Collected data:
- Opening Delimiter -

use std::sync::Arc;

use crate::app_data::AppData;
use crate::errors::InternalError;
use crate::providers::{AccessPolicy, ApprovalProvider};
use crate::types::internal::{Action, Principal, RequestContext, Role, Stage};

/// Role-specific landing view
#[derive(Debug, Clone)]
pub struct DashboardView {
    pub principal: Principal,
    pub actions: Vec<Action>,
    /// Stage this role works, with the number of requests waiting on it
    pub queue: Option<(Stage, usize)>,
    /// Requests the student has submitted
    pub submitted_requests: Option<usize>,
}

pub struct DashboardCoordinator {
    approval_provider: Arc<ApprovalProvider>,
}

impl DashboardCoordinator {
    pub fn new(app_data: Arc<AppData>) -> Self {
        Self {
            approval_provider: Arc::clone(&app_data.providers.approval_provider),
        }
    }

    /// Build the caller's dashboard
    ///
    /// Queue sizes are only reported when the principal has a complete scope;
    /// otherwise the dashboard still renders without them.
    pub async fn dashboard(&self, ctx: &RequestContext) -> Result<DashboardView, InternalError> {
        let principal = AccessPolicy::authorize(ctx, Action::ViewDashboard)?;

        let queue = match (AccessPolicy::stage_for(principal.role), principal.scope()) {
            (Some(stage), Some(_)) => {
                let waiting = self.approval_provider.queue(principal, stage).await?;
                Some((stage, waiting.len()))
            }
            _ => None,
        };

        let submitted_requests = if principal.role == Role::Student {
            Some(self.approval_provider.own_requests(principal).await?.len())
        } else {
            None
        };

        Ok(DashboardView {
            principal: principal.clone(),
            actions: AccessPolicy::permitted_actions(principal.role),
            queue,
            submitted_requests,
        })
    }
}
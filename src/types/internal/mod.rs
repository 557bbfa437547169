// Internal domain types - never exposed directly through the API
pub mod access;
pub mod approval;
pub mod context;
pub mod principal;
pub mod role;
pub mod scope;

pub use access::Action;
pub use approval::{ApprovalFields, ApprovalState, Stage};
pub use context::{RequestContext, RequestId, RequestSource};
pub use principal::Principal;
pub use role::Role;
pub use scope::ScopeKey;
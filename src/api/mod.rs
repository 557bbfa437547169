// API layer - HTTP endpoints
pub mod auth;
pub mod directory;
pub mod health;
pub mod helpers;
pub mod nodue;

pub use auth::AuthApi;
pub use directory::DirectoryApi;
pub use health::HealthApi;
pub use nodue::NodueApi;
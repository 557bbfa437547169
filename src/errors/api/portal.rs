use crate::errors::internal::{AccessError, ApprovalError, InternalError};
use poem_openapi::{ApiResponse, Object, payload::Json};
use std::fmt;

/// Where unauthenticated callers are sent
pub const LOGIN_PATH: &str = "/api/login";

/// Where denied callers are sent
pub const DASHBOARD_PATH: &str = "/api/dashboard";

/// Notice body returned with every portal error
#[derive(Object, Debug)]
pub struct PortalErrorResponse {
    /// Error code identifier
    pub error: String,

    /// Human-readable notice shown to the user
    pub message: String,

    /// HTTP status code
    pub status_code: u16,
}

/// Errors for the gated portal endpoints (dashboard, queues, submission, directory)
///
/// Authentication and authorization refusals are redirects: the body carries the
/// notice to display and `Location` points at the page the caller lands on.
#[derive(ApiResponse, Debug)]
pub enum PortalError {
    /// Not logged in, redirected to the login page
    #[oai(status = 303)]
    LoginRequired(
        Json<PortalErrorResponse>,
        #[oai(header = "Location")] String,
    ),

    /// Role may not perform this action, redirected to own dashboard
    #[oai(status = 303)]
    AccessDenied(
        Json<PortalErrorResponse>,
        #[oai(header = "Location")] String,
    ),

    /// Submitted form is missing required values
    #[oai(status = 400)]
    ValidationFailed(Json<PortalErrorResponse>),

    /// No such request in the caller's scope
    #[oai(status = 404)]
    NotFound(Json<PortalErrorResponse>),

    /// The request is not waiting on this stage
    #[oai(status = 409)]
    WrongState(Json<PortalErrorResponse>),

    /// Internal server error
    #[oai(status = 500)]
    InternalError(Json<PortalErrorResponse>),
}

fn body(error: &str, message: impl Into<String>, status_code: u16) -> Json<PortalErrorResponse> {
    Json(PortalErrorResponse {
        error: error.to_string(),
        message: message.into(),
        status_code,
    })
}

impl PortalError {
    pub fn login_required() -> Self {
        PortalError::LoginRequired(
            body("login_required", "Please log in to continue", 303),
            LOGIN_PATH.to_string(),
        )
    }

    pub fn access_denied() -> Self {
        PortalError::AccessDenied(
            body("access_denied", "You are not authorized to access this page", 303),
            DASHBOARD_PATH.to_string(),
        )
    }

    pub fn validation_failed(message: impl Into<String>) -> Self {
        PortalError::ValidationFailed(body("validation_failed", message, 400))
    }

    pub fn not_found() -> Self {
        PortalError::NotFound(body("not_found", "No-due request not found", 404))
    }

    pub fn wrong_state(message: impl Into<String>) -> Self {
        PortalError::WrongState(body("wrong_state", message, 409))
    }

    /// Convert InternalError to PortalError
    ///
    /// Access and validation outcomes are recoverable and carry a notice;
    /// infrastructure failures are logged and reported generically.
    pub fn from_internal_error(err: InternalError) -> Self {
        match err {
            InternalError::Access(AccessError::Unauthenticated) => {
                tracing::debug!("Unauthenticated access to gated endpoint");
                Self::login_required()
            }
            InternalError::Access(ref denied @ AccessError::Denied { .. }) => {
                tracing::info!("{}", denied);
                Self::access_denied()
            }

            InternalError::Approval(
                ApprovalError::RequestNotFound { request_id }
                | ApprovalError::OutOfScope { request_id },
            ) => {
                // Out-of-scope requests are reported exactly like missing ones
                tracing::debug!(request_id, "No-due request not visible to caller");
                Self::not_found()
            }
            InternalError::Approval(ref e @ ApprovalError::WrongState { .. }) => {
                tracing::info!("Rejected transition: {}", e);
                Self::wrong_state(e.to_string())
            }
            InternalError::Approval(ref e @ ApprovalError::CommentRequired { .. }) => {
                Self::validation_failed(e.to_string())
            }
            InternalError::Approval(ApprovalError::InconsistentFields(ref fields)) => {
                tracing::error!("Stored request has inconsistent approval fields: {}", fields);
                Self::internal_server_error()
            }

            InternalError::Validation(e) => {
                tracing::debug!("Validation failed: {}", e);
                Self::validation_failed(e.to_string())
            }

            other => {
                tracing::error!("Internal error in portal operation: {}", other);
                Self::internal_server_error()
            }
        }
    }

    fn internal_server_error() -> Self {
        PortalError::InternalError(body("internal_error", "An internal error occurred", 500))
    }

    /// Get the notice from the error variant
    pub fn message(&self) -> String {
        match self {
            PortalError::LoginRequired(json, _) => json.0.message.clone(),
            PortalError::AccessDenied(json, _) => json.0.message.clone(),
            PortalError::ValidationFailed(json) => json.0.message.clone(),
            PortalError::NotFound(json) => json.0.message.clone(),
            PortalError::WrongState(json) => json.0.message.clone(),
            PortalError::InternalError(json) => json.0.message.clone(),
        }
    }

    /// Redirect target for the redirecting variants
    pub fn location(&self) -> Option<&str> {
        match self {
            PortalError::LoginRequired(_, location) | PortalError::AccessDenied(_, location) => {
                Some(location)
            }
            _ => None,
        }
    }
}

impl fmt::Display for PortalError {
    fn fmt(&self, f: &mut fmt::Formatter<'_>) -> fmt::Result {
        write!(f, "{}", self.message())
    }
}
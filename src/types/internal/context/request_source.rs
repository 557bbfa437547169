/// Source of the request
#[derive(Debug, Clone, PartialEq, Eq)]
pub enum RequestSource {
    /// Request originated from an API endpoint
    API,

    /// Request originated from a CLI command
    CLI,
}
pub use sea_orm_migration::prelude::*;

mod m20250301_000001_create_users;
mod m20250301_000002_create_nodue_requests;
mod m20250301_000003_create_faculty_staff;
mod m20250305_000001_create_sessions;

pub struct Migrator;

#[async_trait::async_trait]
impl MigratorTrait for Migrator {
    fn migrations() -> Vec<Box<dyn MigrationTrait>> {
        vec![
            Box::new(m20250301_000001_create_users::Migration),
            Box::new(m20250301_000002_create_nodue_requests::Migration),
            Box::new(m20250301_000003_create_faculty_staff::Migration),
            Box::new(m20250305_000001_create_sessions::Migration),
        ]
    }
}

- Closing Delimiter -

> _Description of the task_
Would you print, exactly as written, every line above from the one holding "pub fn new(app_data: Arc<AppData>)" through the one holding "waiting = self.approval_provider.queue(principal, stage).await?;", with both included and no other lines?

> _Response below_
    pub fn new(app_data: Arc<AppData>) -> Self {
        Self {
            approval_provider: Arc::clone(&app_data.providers.approval_provider),
        }
    }

    /// Build the caller's dashboard
    ///
    /// Queue sizes are only reported when the principal has a complete scope;
    /// otherwise the dashboard still renders without them.
    pub async fn dashboard(&self, ctx: &RequestContext) -> Result<DashboardView, InternalError> {
        let principal = AccessPolicy::authorize(ctx, Action::ViewDashboard)?;

        let queue = match (AccessPolicy::stage_for(principal.role), principal.scope()) {
            (Some(stage), Some(_)) => {
                let waiting = self.approval_provider.queue(principal, stage).await?;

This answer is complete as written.